• [Task statement]
Across the listing below, how many lines include the word "first"? The answer is that number, with nothing added.

• [Data for analysis]
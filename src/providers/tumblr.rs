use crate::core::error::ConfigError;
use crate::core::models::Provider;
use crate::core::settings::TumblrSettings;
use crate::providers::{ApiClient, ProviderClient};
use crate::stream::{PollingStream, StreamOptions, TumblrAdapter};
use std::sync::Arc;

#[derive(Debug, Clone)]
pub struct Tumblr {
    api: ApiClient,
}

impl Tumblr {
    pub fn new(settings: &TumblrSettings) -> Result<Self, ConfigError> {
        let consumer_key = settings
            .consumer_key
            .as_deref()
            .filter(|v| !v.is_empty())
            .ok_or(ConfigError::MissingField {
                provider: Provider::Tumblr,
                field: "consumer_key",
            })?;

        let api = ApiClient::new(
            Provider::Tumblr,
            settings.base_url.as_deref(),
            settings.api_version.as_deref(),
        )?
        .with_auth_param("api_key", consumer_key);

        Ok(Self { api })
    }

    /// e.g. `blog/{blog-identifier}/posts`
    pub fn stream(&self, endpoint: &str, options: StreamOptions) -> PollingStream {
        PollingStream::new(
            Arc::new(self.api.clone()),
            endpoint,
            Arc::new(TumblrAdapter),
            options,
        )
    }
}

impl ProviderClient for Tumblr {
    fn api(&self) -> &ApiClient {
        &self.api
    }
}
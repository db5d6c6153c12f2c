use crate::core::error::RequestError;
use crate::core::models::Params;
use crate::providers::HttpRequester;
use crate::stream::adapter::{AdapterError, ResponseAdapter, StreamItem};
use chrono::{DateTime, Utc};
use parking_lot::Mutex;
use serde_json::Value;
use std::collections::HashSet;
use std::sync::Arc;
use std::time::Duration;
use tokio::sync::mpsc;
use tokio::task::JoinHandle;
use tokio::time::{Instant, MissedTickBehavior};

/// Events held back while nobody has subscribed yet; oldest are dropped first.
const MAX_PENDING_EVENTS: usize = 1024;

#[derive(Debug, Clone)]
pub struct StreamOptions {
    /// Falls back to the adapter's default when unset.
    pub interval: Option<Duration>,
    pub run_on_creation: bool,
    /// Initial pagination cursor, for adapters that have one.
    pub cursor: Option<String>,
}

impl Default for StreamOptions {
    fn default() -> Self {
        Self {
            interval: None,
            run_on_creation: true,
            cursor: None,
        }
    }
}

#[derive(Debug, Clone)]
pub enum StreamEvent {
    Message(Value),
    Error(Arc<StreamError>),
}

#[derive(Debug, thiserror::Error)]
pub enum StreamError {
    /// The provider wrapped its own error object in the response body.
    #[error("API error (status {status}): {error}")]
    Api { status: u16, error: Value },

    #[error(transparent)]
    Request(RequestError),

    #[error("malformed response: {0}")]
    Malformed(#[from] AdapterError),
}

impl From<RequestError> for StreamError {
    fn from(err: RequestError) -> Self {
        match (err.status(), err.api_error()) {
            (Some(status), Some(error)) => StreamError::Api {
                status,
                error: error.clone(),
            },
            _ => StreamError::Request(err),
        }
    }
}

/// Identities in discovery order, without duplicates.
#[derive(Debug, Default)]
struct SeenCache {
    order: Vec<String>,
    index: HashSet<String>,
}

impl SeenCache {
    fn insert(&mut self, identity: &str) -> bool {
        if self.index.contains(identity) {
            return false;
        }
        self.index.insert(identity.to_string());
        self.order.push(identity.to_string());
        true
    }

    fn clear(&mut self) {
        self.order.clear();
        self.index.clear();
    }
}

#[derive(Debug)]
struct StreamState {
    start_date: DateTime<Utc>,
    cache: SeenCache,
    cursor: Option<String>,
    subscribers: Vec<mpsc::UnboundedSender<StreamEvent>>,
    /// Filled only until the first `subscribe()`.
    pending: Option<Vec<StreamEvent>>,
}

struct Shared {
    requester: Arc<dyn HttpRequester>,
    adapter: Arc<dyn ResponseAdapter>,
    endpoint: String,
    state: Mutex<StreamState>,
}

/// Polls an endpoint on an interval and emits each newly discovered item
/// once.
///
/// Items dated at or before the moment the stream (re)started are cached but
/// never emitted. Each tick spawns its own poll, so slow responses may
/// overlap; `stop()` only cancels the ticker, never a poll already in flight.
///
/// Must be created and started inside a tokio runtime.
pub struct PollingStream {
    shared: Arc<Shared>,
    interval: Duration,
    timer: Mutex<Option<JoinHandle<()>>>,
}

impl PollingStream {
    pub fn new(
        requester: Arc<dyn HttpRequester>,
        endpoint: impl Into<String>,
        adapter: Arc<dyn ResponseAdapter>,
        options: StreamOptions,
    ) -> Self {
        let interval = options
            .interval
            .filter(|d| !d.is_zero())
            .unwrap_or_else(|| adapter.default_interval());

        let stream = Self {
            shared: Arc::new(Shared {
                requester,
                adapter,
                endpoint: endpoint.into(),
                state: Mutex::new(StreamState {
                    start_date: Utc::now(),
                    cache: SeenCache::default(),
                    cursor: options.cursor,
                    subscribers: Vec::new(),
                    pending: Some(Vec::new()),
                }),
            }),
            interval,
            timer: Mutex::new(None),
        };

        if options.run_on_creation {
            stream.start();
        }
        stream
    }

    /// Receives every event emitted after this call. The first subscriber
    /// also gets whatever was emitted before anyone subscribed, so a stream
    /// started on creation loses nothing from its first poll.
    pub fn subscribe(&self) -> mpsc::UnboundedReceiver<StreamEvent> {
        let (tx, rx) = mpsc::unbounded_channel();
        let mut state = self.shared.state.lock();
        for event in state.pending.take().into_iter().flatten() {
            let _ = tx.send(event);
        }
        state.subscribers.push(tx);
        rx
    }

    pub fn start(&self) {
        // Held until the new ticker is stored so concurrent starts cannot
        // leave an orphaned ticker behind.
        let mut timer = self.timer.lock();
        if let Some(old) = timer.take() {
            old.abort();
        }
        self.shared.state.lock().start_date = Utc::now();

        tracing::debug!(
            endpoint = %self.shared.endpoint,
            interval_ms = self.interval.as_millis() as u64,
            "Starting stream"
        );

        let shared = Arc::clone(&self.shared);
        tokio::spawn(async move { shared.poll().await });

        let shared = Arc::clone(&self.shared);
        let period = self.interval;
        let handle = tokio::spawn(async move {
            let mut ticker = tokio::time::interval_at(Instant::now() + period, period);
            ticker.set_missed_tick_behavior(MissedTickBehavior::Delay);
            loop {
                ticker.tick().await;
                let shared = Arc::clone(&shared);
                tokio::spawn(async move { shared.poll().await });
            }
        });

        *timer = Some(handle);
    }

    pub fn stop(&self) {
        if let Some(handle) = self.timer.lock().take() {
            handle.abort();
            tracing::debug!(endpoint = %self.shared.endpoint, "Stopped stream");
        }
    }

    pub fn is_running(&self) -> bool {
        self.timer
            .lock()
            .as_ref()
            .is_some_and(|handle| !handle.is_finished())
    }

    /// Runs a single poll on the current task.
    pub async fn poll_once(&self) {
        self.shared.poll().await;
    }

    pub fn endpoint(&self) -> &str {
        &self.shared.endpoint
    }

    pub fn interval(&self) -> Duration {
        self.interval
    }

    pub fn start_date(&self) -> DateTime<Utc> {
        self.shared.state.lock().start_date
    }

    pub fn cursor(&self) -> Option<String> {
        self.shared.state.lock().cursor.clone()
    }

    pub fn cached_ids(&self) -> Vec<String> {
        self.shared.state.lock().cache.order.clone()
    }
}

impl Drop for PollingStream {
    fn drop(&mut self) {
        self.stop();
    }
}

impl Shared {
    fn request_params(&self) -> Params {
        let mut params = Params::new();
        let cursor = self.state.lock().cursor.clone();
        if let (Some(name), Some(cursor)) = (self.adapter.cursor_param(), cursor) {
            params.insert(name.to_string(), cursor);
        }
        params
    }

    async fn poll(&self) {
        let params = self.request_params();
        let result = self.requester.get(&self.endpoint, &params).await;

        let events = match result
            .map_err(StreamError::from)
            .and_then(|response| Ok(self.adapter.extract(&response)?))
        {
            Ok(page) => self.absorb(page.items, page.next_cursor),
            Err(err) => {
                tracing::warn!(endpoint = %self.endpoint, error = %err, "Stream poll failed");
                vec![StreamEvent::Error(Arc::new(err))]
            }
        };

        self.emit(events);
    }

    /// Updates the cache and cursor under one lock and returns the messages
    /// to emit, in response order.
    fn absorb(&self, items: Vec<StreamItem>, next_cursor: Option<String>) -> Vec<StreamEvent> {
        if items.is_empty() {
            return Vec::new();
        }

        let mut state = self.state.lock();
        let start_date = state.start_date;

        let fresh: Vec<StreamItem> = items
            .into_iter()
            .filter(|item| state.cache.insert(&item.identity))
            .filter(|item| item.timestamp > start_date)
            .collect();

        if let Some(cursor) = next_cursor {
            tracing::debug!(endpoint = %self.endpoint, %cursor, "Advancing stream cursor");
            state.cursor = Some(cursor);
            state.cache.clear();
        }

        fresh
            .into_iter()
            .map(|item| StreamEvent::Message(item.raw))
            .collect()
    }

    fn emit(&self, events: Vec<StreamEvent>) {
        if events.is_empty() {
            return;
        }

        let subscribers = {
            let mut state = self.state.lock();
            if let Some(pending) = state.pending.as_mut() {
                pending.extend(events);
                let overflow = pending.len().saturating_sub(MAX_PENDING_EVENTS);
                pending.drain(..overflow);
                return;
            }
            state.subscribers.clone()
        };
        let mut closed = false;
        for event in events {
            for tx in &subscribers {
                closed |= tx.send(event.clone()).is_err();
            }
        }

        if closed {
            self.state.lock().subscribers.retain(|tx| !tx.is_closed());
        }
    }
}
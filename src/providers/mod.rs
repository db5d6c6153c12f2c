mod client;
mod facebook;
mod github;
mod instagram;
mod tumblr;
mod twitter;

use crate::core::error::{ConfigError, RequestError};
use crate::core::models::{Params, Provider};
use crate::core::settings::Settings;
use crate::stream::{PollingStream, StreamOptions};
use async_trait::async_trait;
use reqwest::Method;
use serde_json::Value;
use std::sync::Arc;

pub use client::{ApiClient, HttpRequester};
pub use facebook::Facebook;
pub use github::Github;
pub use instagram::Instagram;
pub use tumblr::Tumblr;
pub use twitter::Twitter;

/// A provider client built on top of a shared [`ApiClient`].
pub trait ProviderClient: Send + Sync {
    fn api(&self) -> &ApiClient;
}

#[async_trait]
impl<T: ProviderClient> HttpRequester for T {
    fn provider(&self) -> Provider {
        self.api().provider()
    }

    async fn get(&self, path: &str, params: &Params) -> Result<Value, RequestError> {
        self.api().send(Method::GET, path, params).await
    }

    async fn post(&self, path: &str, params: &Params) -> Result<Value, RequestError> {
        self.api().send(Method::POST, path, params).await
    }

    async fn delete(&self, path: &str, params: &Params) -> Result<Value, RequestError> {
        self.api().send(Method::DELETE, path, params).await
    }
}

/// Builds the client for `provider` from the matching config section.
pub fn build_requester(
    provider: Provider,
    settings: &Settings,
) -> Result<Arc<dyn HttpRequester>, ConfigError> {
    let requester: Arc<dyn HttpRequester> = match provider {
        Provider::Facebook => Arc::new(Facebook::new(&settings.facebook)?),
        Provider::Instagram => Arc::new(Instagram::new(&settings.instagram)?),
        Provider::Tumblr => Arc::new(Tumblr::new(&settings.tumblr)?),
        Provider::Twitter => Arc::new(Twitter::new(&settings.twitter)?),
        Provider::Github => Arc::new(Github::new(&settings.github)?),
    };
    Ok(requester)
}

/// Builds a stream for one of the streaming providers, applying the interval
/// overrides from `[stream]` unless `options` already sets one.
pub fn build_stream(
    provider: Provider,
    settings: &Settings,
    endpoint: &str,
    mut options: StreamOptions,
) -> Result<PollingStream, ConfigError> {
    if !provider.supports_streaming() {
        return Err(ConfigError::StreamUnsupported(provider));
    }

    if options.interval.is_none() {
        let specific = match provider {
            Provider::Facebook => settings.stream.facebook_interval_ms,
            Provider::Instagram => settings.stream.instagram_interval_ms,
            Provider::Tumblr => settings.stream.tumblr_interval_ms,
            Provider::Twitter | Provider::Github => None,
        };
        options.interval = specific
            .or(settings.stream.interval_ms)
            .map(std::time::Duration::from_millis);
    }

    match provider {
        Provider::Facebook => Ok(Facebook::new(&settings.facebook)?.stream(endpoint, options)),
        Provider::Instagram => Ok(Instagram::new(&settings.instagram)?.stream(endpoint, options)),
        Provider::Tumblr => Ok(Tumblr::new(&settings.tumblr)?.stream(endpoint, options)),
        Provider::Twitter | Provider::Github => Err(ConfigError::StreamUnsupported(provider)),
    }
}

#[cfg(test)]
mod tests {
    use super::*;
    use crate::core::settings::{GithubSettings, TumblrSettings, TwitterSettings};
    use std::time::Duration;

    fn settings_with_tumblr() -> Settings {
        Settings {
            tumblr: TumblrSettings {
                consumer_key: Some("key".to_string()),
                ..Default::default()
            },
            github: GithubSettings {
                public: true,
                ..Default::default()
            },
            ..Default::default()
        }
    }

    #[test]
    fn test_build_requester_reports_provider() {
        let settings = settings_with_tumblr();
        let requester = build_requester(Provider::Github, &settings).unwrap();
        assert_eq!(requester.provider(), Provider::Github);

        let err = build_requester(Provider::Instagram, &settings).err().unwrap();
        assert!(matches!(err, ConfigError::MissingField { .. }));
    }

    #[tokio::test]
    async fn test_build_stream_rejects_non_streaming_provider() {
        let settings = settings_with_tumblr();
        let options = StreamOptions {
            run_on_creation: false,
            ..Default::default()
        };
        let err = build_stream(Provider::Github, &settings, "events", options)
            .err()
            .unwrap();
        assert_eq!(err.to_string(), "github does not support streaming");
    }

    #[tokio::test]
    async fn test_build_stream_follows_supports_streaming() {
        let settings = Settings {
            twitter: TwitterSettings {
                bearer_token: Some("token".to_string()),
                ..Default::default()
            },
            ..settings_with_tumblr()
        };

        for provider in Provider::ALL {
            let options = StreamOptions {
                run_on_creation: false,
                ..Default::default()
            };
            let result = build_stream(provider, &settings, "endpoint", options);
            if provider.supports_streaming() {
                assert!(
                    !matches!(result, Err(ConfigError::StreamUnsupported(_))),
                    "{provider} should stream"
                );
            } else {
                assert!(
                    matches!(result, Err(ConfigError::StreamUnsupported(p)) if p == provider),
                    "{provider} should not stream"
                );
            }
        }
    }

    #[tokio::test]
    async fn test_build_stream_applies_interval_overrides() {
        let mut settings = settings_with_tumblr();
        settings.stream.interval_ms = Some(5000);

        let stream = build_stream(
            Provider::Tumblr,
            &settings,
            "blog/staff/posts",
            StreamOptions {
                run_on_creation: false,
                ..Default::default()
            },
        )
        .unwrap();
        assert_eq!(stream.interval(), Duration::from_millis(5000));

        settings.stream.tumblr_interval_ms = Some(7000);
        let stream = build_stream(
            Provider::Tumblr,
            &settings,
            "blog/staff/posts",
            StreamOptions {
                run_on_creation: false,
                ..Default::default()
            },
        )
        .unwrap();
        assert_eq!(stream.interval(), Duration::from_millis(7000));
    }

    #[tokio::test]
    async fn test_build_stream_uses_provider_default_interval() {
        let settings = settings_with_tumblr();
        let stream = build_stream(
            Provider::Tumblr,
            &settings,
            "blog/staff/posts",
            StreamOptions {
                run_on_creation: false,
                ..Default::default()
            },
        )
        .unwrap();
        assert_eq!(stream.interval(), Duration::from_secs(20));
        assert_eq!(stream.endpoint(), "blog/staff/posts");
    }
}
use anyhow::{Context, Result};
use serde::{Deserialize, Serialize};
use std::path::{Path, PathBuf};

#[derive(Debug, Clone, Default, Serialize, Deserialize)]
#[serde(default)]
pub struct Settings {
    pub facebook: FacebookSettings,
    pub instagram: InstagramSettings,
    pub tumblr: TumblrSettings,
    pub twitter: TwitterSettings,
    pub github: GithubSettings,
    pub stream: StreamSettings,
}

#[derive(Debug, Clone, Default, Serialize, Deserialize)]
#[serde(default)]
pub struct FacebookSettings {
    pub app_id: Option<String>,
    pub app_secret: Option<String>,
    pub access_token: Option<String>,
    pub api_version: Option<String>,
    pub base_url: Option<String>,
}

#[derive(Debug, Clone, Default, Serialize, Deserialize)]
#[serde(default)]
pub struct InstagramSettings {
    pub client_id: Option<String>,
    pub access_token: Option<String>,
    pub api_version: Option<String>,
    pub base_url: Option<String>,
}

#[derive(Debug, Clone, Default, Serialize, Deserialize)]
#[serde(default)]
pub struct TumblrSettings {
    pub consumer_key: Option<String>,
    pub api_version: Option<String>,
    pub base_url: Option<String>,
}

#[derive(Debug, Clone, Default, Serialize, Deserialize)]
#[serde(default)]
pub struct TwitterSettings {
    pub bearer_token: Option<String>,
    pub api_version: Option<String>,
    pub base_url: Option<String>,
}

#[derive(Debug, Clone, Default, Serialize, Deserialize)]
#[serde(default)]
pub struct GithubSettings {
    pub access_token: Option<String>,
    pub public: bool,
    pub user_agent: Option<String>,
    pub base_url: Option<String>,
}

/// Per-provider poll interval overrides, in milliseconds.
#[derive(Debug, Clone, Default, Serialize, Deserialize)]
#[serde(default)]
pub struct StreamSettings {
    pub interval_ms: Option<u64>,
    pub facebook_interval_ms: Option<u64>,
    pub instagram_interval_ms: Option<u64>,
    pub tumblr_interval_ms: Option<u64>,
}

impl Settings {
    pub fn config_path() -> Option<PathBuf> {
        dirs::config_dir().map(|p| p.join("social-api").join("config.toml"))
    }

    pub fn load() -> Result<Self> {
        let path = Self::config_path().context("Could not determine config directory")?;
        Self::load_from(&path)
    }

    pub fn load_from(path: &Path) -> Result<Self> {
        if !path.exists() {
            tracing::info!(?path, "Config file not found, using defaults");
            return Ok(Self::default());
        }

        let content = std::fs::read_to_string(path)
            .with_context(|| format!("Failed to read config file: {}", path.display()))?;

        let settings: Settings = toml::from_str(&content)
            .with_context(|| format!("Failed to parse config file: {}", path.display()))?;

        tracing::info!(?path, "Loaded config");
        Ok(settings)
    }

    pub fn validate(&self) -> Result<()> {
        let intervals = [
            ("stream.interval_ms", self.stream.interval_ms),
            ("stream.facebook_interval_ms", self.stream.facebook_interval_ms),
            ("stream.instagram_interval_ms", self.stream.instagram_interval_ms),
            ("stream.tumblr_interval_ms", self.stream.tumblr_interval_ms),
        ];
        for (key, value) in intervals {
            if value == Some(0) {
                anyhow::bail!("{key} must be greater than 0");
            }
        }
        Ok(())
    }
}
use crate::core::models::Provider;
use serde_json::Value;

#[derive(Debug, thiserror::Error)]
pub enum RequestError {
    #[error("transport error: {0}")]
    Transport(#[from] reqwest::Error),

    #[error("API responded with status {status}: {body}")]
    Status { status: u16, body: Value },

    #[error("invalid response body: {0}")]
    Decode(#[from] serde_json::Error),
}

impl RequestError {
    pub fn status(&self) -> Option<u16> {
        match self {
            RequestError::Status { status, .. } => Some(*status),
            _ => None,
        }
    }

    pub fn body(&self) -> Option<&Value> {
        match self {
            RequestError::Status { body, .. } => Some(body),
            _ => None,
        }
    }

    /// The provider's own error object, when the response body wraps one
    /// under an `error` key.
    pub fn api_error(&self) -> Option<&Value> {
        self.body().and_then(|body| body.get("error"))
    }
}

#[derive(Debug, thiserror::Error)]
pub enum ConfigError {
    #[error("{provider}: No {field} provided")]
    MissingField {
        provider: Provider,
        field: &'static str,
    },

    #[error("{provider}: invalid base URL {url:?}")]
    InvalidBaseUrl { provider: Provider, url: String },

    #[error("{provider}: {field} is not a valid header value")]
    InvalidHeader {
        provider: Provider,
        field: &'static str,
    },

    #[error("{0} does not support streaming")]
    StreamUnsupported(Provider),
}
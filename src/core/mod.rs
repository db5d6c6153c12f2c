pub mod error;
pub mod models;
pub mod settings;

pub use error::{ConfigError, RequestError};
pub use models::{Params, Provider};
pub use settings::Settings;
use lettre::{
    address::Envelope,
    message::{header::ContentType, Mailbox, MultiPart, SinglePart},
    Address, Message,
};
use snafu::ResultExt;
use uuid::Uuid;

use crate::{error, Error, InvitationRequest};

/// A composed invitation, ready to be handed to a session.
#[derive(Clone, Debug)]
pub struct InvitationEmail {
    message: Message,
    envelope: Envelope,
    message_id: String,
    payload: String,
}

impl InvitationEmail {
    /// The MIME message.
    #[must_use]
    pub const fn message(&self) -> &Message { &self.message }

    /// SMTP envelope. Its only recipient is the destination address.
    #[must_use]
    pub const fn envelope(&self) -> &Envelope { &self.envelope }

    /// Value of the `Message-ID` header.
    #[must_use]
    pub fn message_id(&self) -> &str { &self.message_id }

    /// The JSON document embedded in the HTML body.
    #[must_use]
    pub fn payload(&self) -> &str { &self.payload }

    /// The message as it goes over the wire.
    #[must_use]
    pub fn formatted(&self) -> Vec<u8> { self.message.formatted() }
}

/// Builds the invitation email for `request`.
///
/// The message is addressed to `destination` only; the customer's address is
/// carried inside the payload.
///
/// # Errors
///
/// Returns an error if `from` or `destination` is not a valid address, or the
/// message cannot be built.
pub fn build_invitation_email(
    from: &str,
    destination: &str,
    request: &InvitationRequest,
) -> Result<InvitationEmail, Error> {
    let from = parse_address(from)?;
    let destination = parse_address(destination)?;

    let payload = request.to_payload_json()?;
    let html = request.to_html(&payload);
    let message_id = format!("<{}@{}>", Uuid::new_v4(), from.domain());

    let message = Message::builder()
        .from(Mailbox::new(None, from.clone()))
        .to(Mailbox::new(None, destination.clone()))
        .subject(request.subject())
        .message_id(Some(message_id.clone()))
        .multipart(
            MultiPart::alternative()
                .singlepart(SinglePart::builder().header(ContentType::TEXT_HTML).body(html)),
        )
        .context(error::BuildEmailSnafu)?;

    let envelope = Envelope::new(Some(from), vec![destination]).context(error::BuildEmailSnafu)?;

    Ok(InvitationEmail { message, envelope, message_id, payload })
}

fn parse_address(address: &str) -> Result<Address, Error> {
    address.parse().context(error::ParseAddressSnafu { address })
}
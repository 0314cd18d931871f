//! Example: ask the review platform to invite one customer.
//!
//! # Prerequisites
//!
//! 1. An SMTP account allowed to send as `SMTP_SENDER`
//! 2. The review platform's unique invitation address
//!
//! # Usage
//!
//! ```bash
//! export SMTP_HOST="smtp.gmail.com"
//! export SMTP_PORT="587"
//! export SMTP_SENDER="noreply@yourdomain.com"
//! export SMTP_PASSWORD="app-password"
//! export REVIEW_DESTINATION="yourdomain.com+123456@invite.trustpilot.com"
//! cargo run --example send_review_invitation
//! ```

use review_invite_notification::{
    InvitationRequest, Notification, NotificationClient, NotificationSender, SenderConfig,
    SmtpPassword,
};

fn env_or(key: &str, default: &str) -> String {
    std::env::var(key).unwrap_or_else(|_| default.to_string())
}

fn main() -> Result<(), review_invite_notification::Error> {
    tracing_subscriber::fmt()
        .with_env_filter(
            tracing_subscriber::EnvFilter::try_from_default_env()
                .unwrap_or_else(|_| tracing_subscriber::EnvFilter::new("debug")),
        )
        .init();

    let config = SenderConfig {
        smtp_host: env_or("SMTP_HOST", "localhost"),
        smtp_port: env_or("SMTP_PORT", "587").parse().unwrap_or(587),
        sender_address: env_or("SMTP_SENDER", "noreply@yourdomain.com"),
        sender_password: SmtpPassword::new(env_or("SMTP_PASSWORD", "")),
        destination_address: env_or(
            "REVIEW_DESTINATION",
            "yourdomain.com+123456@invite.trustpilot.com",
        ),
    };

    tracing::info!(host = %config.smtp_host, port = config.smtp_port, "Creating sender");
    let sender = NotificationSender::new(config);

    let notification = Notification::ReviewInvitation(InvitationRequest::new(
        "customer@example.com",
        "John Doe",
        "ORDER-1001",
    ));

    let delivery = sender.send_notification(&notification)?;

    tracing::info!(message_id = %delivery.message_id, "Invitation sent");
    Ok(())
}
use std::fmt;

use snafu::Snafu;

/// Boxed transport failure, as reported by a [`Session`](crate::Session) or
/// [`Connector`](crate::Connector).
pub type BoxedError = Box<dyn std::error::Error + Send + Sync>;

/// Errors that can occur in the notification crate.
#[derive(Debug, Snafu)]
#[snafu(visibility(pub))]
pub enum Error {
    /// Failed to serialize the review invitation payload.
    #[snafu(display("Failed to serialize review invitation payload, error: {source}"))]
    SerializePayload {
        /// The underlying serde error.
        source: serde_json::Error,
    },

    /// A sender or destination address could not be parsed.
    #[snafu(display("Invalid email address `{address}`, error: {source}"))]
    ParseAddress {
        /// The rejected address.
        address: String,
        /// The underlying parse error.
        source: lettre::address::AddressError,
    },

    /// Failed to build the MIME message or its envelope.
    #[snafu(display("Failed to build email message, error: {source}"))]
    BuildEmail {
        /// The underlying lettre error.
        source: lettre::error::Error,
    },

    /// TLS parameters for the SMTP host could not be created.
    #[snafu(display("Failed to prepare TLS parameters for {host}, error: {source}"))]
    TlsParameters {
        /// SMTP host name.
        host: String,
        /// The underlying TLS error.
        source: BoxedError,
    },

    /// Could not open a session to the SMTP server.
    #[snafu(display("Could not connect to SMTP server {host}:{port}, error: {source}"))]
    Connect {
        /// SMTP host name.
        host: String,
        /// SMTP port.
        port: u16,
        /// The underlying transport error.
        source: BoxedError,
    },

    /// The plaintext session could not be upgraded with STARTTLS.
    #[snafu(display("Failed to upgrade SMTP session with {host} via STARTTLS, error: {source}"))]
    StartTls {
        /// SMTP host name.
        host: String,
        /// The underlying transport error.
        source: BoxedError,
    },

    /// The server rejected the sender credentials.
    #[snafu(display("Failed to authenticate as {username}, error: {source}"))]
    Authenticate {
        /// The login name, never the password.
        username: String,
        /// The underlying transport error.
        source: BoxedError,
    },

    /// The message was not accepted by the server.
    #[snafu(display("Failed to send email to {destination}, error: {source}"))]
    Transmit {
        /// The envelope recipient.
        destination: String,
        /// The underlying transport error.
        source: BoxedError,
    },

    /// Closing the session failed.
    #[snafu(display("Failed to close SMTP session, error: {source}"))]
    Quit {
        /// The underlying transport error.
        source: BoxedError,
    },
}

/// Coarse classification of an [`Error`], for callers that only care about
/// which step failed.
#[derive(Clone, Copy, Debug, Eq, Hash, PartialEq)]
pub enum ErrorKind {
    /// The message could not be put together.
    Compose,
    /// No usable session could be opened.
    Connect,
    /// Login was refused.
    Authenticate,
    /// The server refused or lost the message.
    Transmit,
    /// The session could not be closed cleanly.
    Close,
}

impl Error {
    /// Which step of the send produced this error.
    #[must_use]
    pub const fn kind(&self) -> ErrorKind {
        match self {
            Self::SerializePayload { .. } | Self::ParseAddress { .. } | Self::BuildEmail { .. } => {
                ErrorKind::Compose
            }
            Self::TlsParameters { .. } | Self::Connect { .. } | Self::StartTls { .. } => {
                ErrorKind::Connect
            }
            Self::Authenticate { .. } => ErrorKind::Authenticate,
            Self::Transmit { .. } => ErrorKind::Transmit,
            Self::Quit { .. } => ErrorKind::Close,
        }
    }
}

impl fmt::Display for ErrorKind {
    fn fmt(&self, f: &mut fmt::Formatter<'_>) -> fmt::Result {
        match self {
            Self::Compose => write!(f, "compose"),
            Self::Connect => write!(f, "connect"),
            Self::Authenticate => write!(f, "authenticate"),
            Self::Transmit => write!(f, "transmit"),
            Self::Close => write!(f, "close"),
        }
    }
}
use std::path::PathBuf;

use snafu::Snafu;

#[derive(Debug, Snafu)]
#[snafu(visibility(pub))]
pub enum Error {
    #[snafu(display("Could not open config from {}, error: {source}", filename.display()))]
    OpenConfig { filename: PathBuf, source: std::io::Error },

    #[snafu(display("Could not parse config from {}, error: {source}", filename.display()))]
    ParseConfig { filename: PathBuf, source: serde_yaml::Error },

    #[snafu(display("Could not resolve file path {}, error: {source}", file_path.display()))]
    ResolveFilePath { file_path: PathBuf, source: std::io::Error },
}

• [Result for this exercise]
4